Image2Considering the power the National Legion of Decency was believed to hold over cinemagoers, it is hardly surprising that exhibitors approached Streetcar with caution. Condemnation by the Legion or other religious organisations could mean not only the boycott of a film but also a threat of revoking exhibition licences. The fate of Streetcar rested largely on the star power of Vivien Leigh, who, at the time of the film’s release, was the only established star in the cast. The presence of a respected, Academy Award winning actress in the movie not only guaranteed an audience but also added to the film’s prestige. The critical reception of the film by the secular press was overwhelmingly positive, with The New York Times stating that, “comments cannot do justice to the substance and the artistry of this film. You must see it to appreciate it. And that we strongly urge you to do” (Crowther 1951).

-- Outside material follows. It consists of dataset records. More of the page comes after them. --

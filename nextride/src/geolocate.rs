//! Device position lookup.

use std::future::Future;
use std::time::Duration;

use tracing::{debug, warn};

use crate::domain::Coordinate;

/// Why a position could not be determined.
#[derive(Debug, Clone, Copy, PartialEq, Eq, thiserror::Error)]
pub enum LocateError {
    #[error("location permission denied")]
    PermissionDenied,

    #[error("location lookup timed out")]
    Timeout,

    #[error("location unavailable")]
    Unavailable,
}

/// A one-shot position provider. Implementations do not retry.
pub trait Geolocator: Send + Sync {
    fn locate(
        &self,
        timeout: Duration,
    ) -> impl Future<Output = Result<Coordinate, LocateError>> + Send;
}

/// Run `geolocator` with a hard deadline.
///
/// An implementation that ignores its timeout argument is still cut off
/// and reported as [`LocateError::Timeout`].
pub async fn locate_within<G: Geolocator>(
    geolocator: &G,
    timeout: Duration,
) -> Result<Coordinate, LocateError> {
    match tokio::time::timeout(timeout, geolocator.locate(timeout)).await {
        Ok(Ok(position)) => {
            debug!(%position, "located");
            Ok(position)
        }
        Ok(Err(e)) => {
            warn!("location failed: {e}");
            Err(e)
        }
        Err(_) => {
            warn!(timeout_secs = timeout.as_secs(), "location timed out");
            Err(LocateError::Timeout)
        }
    }
}

/// A geolocator reporting a configured position.
///
/// Stands in for device GPS on a server: the position is the configured
/// home location, or `Unavailable` when none is set.
#[derive(Debug, Clone, Copy, Default)]
pub struct FixedGeolocator {
    position: Option<Coordinate>,
}

impl FixedGeolocator {
    pub fn new(position: Option<Coordinate>) -> Self {
        Self { position }
    }
}

impl Geolocator for FixedGeolocator {
    async fn locate(&self, _timeout: Duration) -> Result<Coordinate, LocateError> {
        self.position.ok_or(LocateError::Unavailable)
    }
}
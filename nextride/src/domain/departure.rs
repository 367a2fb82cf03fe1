//! The normalized departure model shared by every source.

use std::fmt;

use chrono::{DateTime, Utc};
use serde::Serialize;

use super::StopCode;

/// Kind of vehicle serving a departure.
#[derive(Debug, Clone, Copy, PartialEq, Eq, Hash, Serialize)]
#[serde(rename_all = "lowercase")]
pub enum TransportType {
    Bus,
    Tram,
    Metro,
    Train,
    Ferry,
    Unknown,
}

impl TransportType {
    /// Map a provider tag to a transport type.
    ///
    /// Accepts both the real-time provider's upper-case tags (`BUS`, `BOAT`)
    /// and the scheduled backend's mode names (`Bus`, `Ferry`). Anything
    /// unrecognized becomes `Unknown`.
    ///
    /// ```
    /// use nextride::domain::TransportType;
    ///
    /// assert_eq!(TransportType::from_tag("TRAM"), TransportType::Tram);
    /// assert_eq!(TransportType::from_tag("Ferry"), TransportType::Ferry);
    /// assert_eq!(TransportType::from_tag("BOAT"), TransportType::Ferry);
    /// assert_eq!(TransportType::from_tag("Gondola"), TransportType::Unknown);
    /// ```
    pub fn from_tag(tag: &str) -> Self {
        match tag.trim().to_ascii_lowercase().as_str() {
            "bus" => TransportType::Bus,
            "tram" => TransportType::Tram,
            "metro" | "subway" => TransportType::Metro,
            "train" | "rail" => TransportType::Train,
            "ferry" | "boat" => TransportType::Ferry,
            _ => TransportType::Unknown,
        }
    }

    pub fn as_str(&self) -> &'static str {
        match self {
            TransportType::Bus => "bus",
            TransportType::Tram => "tram",
            TransportType::Metro => "metro",
            TransportType::Train => "train",
            TransportType::Ferry => "ferry",
            TransportType::Unknown => "unknown",
        }
    }
}

impl fmt::Display for TransportType {
    fn fmt(&self, f: &mut fmt::Formatter<'_>) -> fmt::Result {
        f.write_str(self.as_str())
    }
}

/// Which source produced a query result.
#[derive(Debug, Clone, Copy, PartialEq, Eq, Hash, Serialize)]
#[serde(rename_all = "lowercase")]
pub enum SourceKind {
    Realtime,
    Scheduled,
}

impl fmt::Display for SourceKind {
    fn fmt(&self, f: &mut fmt::Formatter<'_>) -> fmt::Result {
        match self {
            SourceKind::Realtime => f.write_str("realtime"),
            SourceKind::Scheduled => f.write_str("scheduled"),
        }
    }
}

/// One upcoming departure, independent of which provider reported it.
#[derive(Debug, Clone, PartialEq, Serialize)]
pub struct Departure {
    /// Public line number, e.g. "3" or "N30".
    pub line: String,

    pub destination: String,

    pub transport: TransportType,

    /// Best known departure instant: the live prediction for real-time
    /// departures, the timetable time otherwise.
    pub scheduled_time: DateTime<Utc>,

    /// Minutes behind timetable; 0 when the source has no delay concept.
    pub delay_minutes: i64,

    pub is_realtime: bool,

    /// Timing point / platform within the stop area.
    pub platform: Option<String>,

    pub cancelled: bool,
}

/// Departures for one stop, as produced by a single source.
#[derive(Debug, Clone, PartialEq, Serialize)]
pub struct DepartureQueryResult {
    pub stop_name: String,
    pub stop_code: StopCode,
    pub departures: Vec<Departure>,
    pub source: SourceKind,
}
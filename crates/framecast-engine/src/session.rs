//! Frame session: the resource bundle returned by initialization.
//!
//! A session is either complete (device, drawable, texture, pipeline, sampler)
//! or was never built; there is no partially initialized state. Each displayed
//! frame is an [`FrameSession::upload`] followed by a [`FrameSession::present`].

use crate::blit::{BlitConfig, Blitter};
use crate::device::{self, Gpu, GpuInit};
use crate::error::{FrameError, InitError, ReadbackError};
use crate::frame::FrameBuffer;

/// Session parameters.
#[derive(Debug, Clone, Default)]
pub struct SessionConfig {
    pub gpu: GpuInit,
    pub blit: BlitConfig,

    /// Drawable size when it differs from the frame size (e.g. an upscaled window).
    ///
    /// `None` sizes the drawable to the frame.
    pub surface_size: Option<(u32, u32)>,
}

/// GPU context plus blit resources for one stream of frames.
pub struct FrameSession<'w> {
    gpu: Gpu<'w>,
    blitter: Blitter,
}

impl<'w> FrameSession<'w> {
    /// Initializes a session presenting to `target` with a `width x height` frame texture.
    pub async fn new(
        target: impl Into<wgpu::SurfaceTarget<'w>>,
        width: u32,
        height: u32,
        config: &SessionConfig,
    ) -> Result<Self, InitError> {
        if width == 0 || height == 0 {
            return Err(InitError::ZeroSize { width, height });
        }

        let (surface_width, surface_height) = config.surface_size.unwrap_or((width, height));
        let gpu = Gpu::new(target, surface_width, surface_height, &config.gpu).await?;
        Self::with_gpu(gpu, width, height, &config.blit)
    }

    /// Initializes a session whose drawable is an offscreen texture.
    ///
    /// Presented frames can be fetched with [`FrameSession::read_pixels`].
    pub async fn headless(
        width: u32,
        height: u32,
        config: &SessionConfig,
    ) -> Result<Self, InitError> {
        if width == 0 || height == 0 {
            return Err(InitError::ZeroSize { width, height });
        }

        let (surface_width, surface_height) = config.surface_size.unwrap_or((width, height));
        let gpu = Gpu::headless(surface_width, surface_height, &config.gpu).await?;
        Self::with_gpu(gpu, width, height, &config.blit)
    }

    fn with_gpu(
        gpu: Gpu<'w>,
        width: u32,
        height: u32,
        blit: &BlitConfig,
    ) -> Result<Self, InitError> {
        device::ensure_within_limits(gpu.device(), width, height)?;
        let blitter = Blitter::new(gpu.device(), gpu.surface_format(), width, height, blit);
        Ok(Self { gpu, blitter })
    }

    /// Copies one RGBA8 frame into the texture.
    ///
    /// Fails fast when `bytes.len() != width * height * 4` or when the dimensions
    /// differ from the texture's.
    pub fn upload(&self, bytes: &[u8], width: u32, height: u32) -> Result<(), FrameError> {
        self.blitter.upload(self.gpu.queue(), bytes, width, height)
    }

    pub fn upload_frame(&self, frame: &FrameBuffer) -> Result<(), FrameError> {
        self.upload(frame.as_bytes(), frame.width(), frame.height())
    }

    /// Draws the texture's current contents over the whole drawable and submits.
    pub fn present(&self) -> Result<(), FrameError> {
        let mut frame = self.gpu.begin_frame()?;
        self.blitter
            .draw(self.gpu.device(), &mut frame.encoder, &frame.view);
        self.gpu.submit(frame);
        Ok(())
    }

    /// Returns the last presented frame as tight RGBA8 rows (headless sessions only).
    pub fn read_pixels(&self) -> Result<Vec<u8>, ReadbackError> {
        self.gpu.read_pixels()
    }

    /// Frame (texture) size.
    pub fn size(&self) -> (u32, u32) {
        self.blitter.size()
    }

    pub fn surface_size(&self) -> (u32, u32) {
        self.gpu.size()
    }

    pub fn surface_format(&self) -> wgpu::TextureFormat {
        self.gpu.surface_format()
    }

    pub fn texture_format(&self) -> wgpu::TextureFormat {
        self.blitter.texture_format()
    }

    pub fn gpu(&self) -> &Gpu<'w> {
        &self.gpu
    }

    pub fn device(&self) -> &wgpu::Device {
        self.gpu.device()
    }

    pub fn queue(&self) -> &wgpu::Queue {
        self.gpu.queue()
    }
}

#[cfg(test)]
mod tests {
    use super::*;
    use crate::blit::SamplerFilter;

    const RED: [u8; 4] = [255, 0, 0, 255];
    const GREEN: [u8; 4] = [0, 255, 0, 255];
    const BLUE: [u8; 4] = [0, 0, 255, 255];
    const WHITE: [u8; 4] = [255, 255, 255, 255];

    fn nearest() -> SessionConfig {
        SessionConfig {
            blit: BlitConfig {
                filter: SamplerFilter::Nearest,
                ..Default::default()
            },
            ..Default::default()
        }
    }

    /// Builds a headless session, or returns `None` on machines without GPU access.
    fn session(width: u32, height: u32, config: &SessionConfig) -> Option<FrameSession<'static>> {
        match pollster::block_on(FrameSession::headless(width, height, config)) {
            Ok(s) => Some(s),
            Err(InitError::Unsupported(e)) => {
                eprintln!("skipping GPU test: {e}");
                None
            }
            Err(e) => panic!("unexpected init failure: {e}"),
        }
    }

    fn frame_of(width: u32, height: u32, pixels: &[[u8; 4]]) -> FrameBuffer {
        FrameBuffer::from_rgba(width, height, pixels.concat()).unwrap()
    }

    fn show(s: &FrameSession<'_>, frame: &FrameBuffer) -> Vec<u8> {
        s.upload_frame(frame).unwrap();
        s.present().unwrap();
        s.read_pixels().unwrap()
    }

    // ── initialization ────────────────────────────────────────────────────

    #[test]
    fn zero_size_fails_without_a_bundle() {
        let err = pollster::block_on(FrameSession::headless(0, 0, &SessionConfig::default()))
            .err()
            .expect("zero size must fail");
        assert!(matches!(err, InitError::ZeroSize { .. }));
    }

    #[test]
    fn headless_bundle_is_complete() {
        let Some(s) = session(4, 3, &SessionConfig::default()) else {
            return;
        };
        assert_eq!(s.size(), (4, 3));
        assert_eq!(s.surface_size(), (4, 3));
        assert!(s.gpu().is_offscreen());
        assert_eq!(s.surface_format(), wgpu::TextureFormat::Rgba8Unorm);
        assert_eq!(s.texture_format(), wgpu::TextureFormat::Rgba8Unorm);
        assert_eq!(s.gpu().alpha_mode(), None);
    }

    /// Width far beyond any adapter's 2D texture limit.
    const OVERSIZED: u32 = 1 << 20;

    fn init_error(width: u32, height: u32, config: &SessionConfig) -> Option<InitError> {
        match pollster::block_on(FrameSession::headless(width, height, config)) {
            Ok(_) => panic!("{width}x{height} must exceed the texture limit"),
            Err(InitError::Unsupported(e)) => {
                eprintln!("skipping GPU test: {e}");
                None
            }
            Err(e) => Some(e),
        }
    }

    #[test]
    fn oversized_drawable_fails_instead_of_panicking() {
        let Some(err) = init_error(OVERSIZED, 1, &SessionConfig::default()) else {
            return;
        };
        assert!(matches!(
            err,
            InitError::TooLarge { width: OVERSIZED, height: 1, .. }
        ));
    }

    #[test]
    fn oversized_frame_on_small_drawable_fails() {
        let config = SessionConfig {
            surface_size: Some((4, 4)),
            ..Default::default()
        };
        let Some(err) = init_error(1, OVERSIZED, &config) else {
            return;
        };
        assert!(matches!(
            err,
            InitError::TooLarge { width: 1, height: OVERSIZED, .. }
        ));
    }

    #[test]
    fn large_but_supported_frame_initializes() {
        let Some(small) = session(1, 1, &SessionConfig::default()) else {
            return;
        };
        let max = small.device().limits().max_texture_dimension_2d;
        drop(small);

        // 4096 is above the old downlevel limit of 2048.
        let side = max.min(4096);
        let Some(s) = session(side, 16, &SessionConfig::default()) else {
            return;
        };
        assert_eq!(s.size(), (side, 16));
    }

    // ── upload validation ─────────────────────────────────────────────────

    #[test]
    fn upload_rejects_wrong_length() {
        let Some(s) = session(2, 1, &nearest()) else {
            return;
        };
        let err = s.upload(&[255, 0, 0, 255], 2, 1).unwrap_err();
        assert!(matches!(
            err,
            FrameError::SizeMismatch { expected: 8, actual: 4, .. }
        ));
    }

    #[test]
    fn upload_rejects_other_dimensions() {
        let Some(s) = session(2, 1, &nearest()) else {
            return;
        };
        let err = s.upload(&[0; 8], 1, 2).unwrap_err();
        assert!(matches!(
            err,
            FrameError::DimensionMismatch { texture_width: 2, texture_height: 1, .. }
        ));
    }

    // ── round trip ────────────────────────────────────────────────────────

    #[test]
    fn red_green_pair_shows_left_red_right_green() {
        let Some(s) = session(2, 1, &nearest()) else {
            return;
        };
        let out = show(&s, &frame_of(2, 1, &[RED, GREEN]));
        assert_eq!(out, [RED, GREEN].concat());
    }

    #[test]
    fn red_green_pair_fills_halves_of_a_larger_drawable() {
        let config = SessionConfig {
            surface_size: Some((4, 2)),
            ..nearest()
        };
        let Some(s) = session(2, 1, &config) else {
            return;
        };
        let out = show(&s, &frame_of(2, 1, &[RED, GREEN]));

        let row = [RED, RED, GREEN, GREEN].concat();
        assert_eq!(out, [row.clone(), row].concat());
    }

    #[test]
    fn every_pixel_lands_at_its_row_major_offset() {
        let (w, h) = (5, 3);
        let mut frame = FrameBuffer::new(w, h).unwrap();
        for y in 0..h {
            for x in 0..w {
                frame.set_pixel(x, y, [(x * 50) as u8, (y * 80) as u8, (x + y) as u8, 255]);
            }
        }

        let Some(s) = session(w, h, &nearest()) else {
            return;
        };
        let out = show(&s, &frame);
        assert_eq!(out.as_slice(), frame.as_bytes());
    }

    #[test]
    fn presenting_twice_yields_identical_frames() {
        let Some(s) = session(2, 2, &nearest()) else {
            return;
        };
        let first = show(&s, &frame_of(2, 2, &[RED, GREEN, BLUE, WHITE]));

        s.present().unwrap();
        let second = s.read_pixels().unwrap();

        assert_eq!(first, second);
    }

    #[test]
    fn consecutive_frames_do_not_bleed() {
        let Some(s) = session(2, 1, &nearest()) else {
            return;
        };
        let a = frame_of(2, 1, &[RED, GREEN]);
        let b = frame_of(2, 1, &[BLUE, WHITE]);

        assert_eq!(show(&s, &a), a.as_bytes());
        assert_eq!(show(&s, &b), b.as_bytes());
    }

    #[test]
    fn rejected_upload_keeps_previous_frame() {
        let Some(s) = session(2, 1, &nearest()) else {
            return;
        };
        let a = frame_of(2, 1, &[RED, GREEN]);
        assert_eq!(show(&s, &a), a.as_bytes());

        assert!(s.upload(&[0; 3], 2, 1).is_err());
        s.present().unwrap();
        assert_eq!(s.read_pixels().unwrap(), a.as_bytes());
    }
}
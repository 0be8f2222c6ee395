/// High-level response after a surface error.
///
/// Surfaces are never reconfigured here; a lost surface ends the session.
#[derive(Debug, Copy, Clone, Eq, PartialEq)]
pub enum SurfaceErrorAction {
    /// Transient error; skip the current frame.
    SkipFrame,
    /// The drawable is gone or memory is exhausted; terminate gracefully.
    Fatal,
}

impl SurfaceErrorAction {
    /// Maps a `SurfaceError` to the action the host loop should take.
    pub fn classify(err: &wgpu::SurfaceError) -> Self {
        match err {
            wgpu::SurfaceError::Timeout
            | wgpu::SurfaceError::Outdated
            | wgpu::SurfaceError::Other => SurfaceErrorAction::SkipFrame,
            wgpu::SurfaceError::Lost | wgpu::SurfaceError::OutOfMemory => {
                SurfaceErrorAction::Fatal
            }
        }
    }
}

pub(crate) fn choose_surface_format(
    formats: &[wgpu::TextureFormat],
    prefer_srgb: bool,
) -> Option<wgpu::TextureFormat> {
    if formats.is_empty() {
        return None;
    }

    if prefer_srgb {
        let preferred = [
            wgpu::TextureFormat::Bgra8UnormSrgb,
            wgpu::TextureFormat::Rgba8UnormSrgb,
        ];
        for f in preferred {
            if formats.contains(&f) {
                return Some(f);
            }
        }
    }

    Some(formats[0])
}

pub(crate) fn choose_alpha_mode(
    modes: &[wgpu::CompositeAlphaMode],
    requested: Option<wgpu::CompositeAlphaMode>,
) -> wgpu::CompositeAlphaMode {
    if let Some(mode) = requested.filter(|m| modes.contains(m)) {
        return mode;
    }

    let fallback = modes
        .first()
        .copied()
        .unwrap_or(wgpu::CompositeAlphaMode::Auto);

    if let Some(mode) = requested {
        log::warn!("alpha mode {mode:?} unsupported by surface; using {fallback:?}");
    }

    fallback
}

While the Legion still protested against the film’s “projection of an atmosphere of lust and carnal desire,” (Black 1997: 94), audiences flocked to the movie theatres to see it, and by the end of its run A Streetcar Named Desire made over 4 million dollars. The critical success of Kazan’s film was also confirmed at the Academy Awards, where Streetcar won four awards, including one for Vivien Leigh as best actress.

Other adaptations of controversial literary works followed, and encouraged by the success of A Streetcar Named Desire, the studios no longer feared publicising their sexual content. The 1953 adaptation of James Jones’s novel From Here to Eternity is perhaps the most poignant example of such exploitation. In her essay “Movies and Our Secret Lives” film historian Rebecca Bell-Metereau argues that “while the war theme may have drawn male viewers who wanted to relive the excitement of combat, publicity posters of Burt Lancaster and Deborah Kerr embracing in the surf on the beach clearly appealed to a different set of desires” (Bell-Metereau 2005: 101).

The graphic representation of sheer sexual pleasure as the most prominently publicised still for a mainstream movie shows just how rapidly the embracing of a new, more liberal attitude progressed. It is also worth noting that the relationship between Milton Warden (Burt Lancaster) and Karen Holmes (Deborah Kerr) is an adulterous one, and yet the scene of their passionate encounter is employed as the key moment in the film.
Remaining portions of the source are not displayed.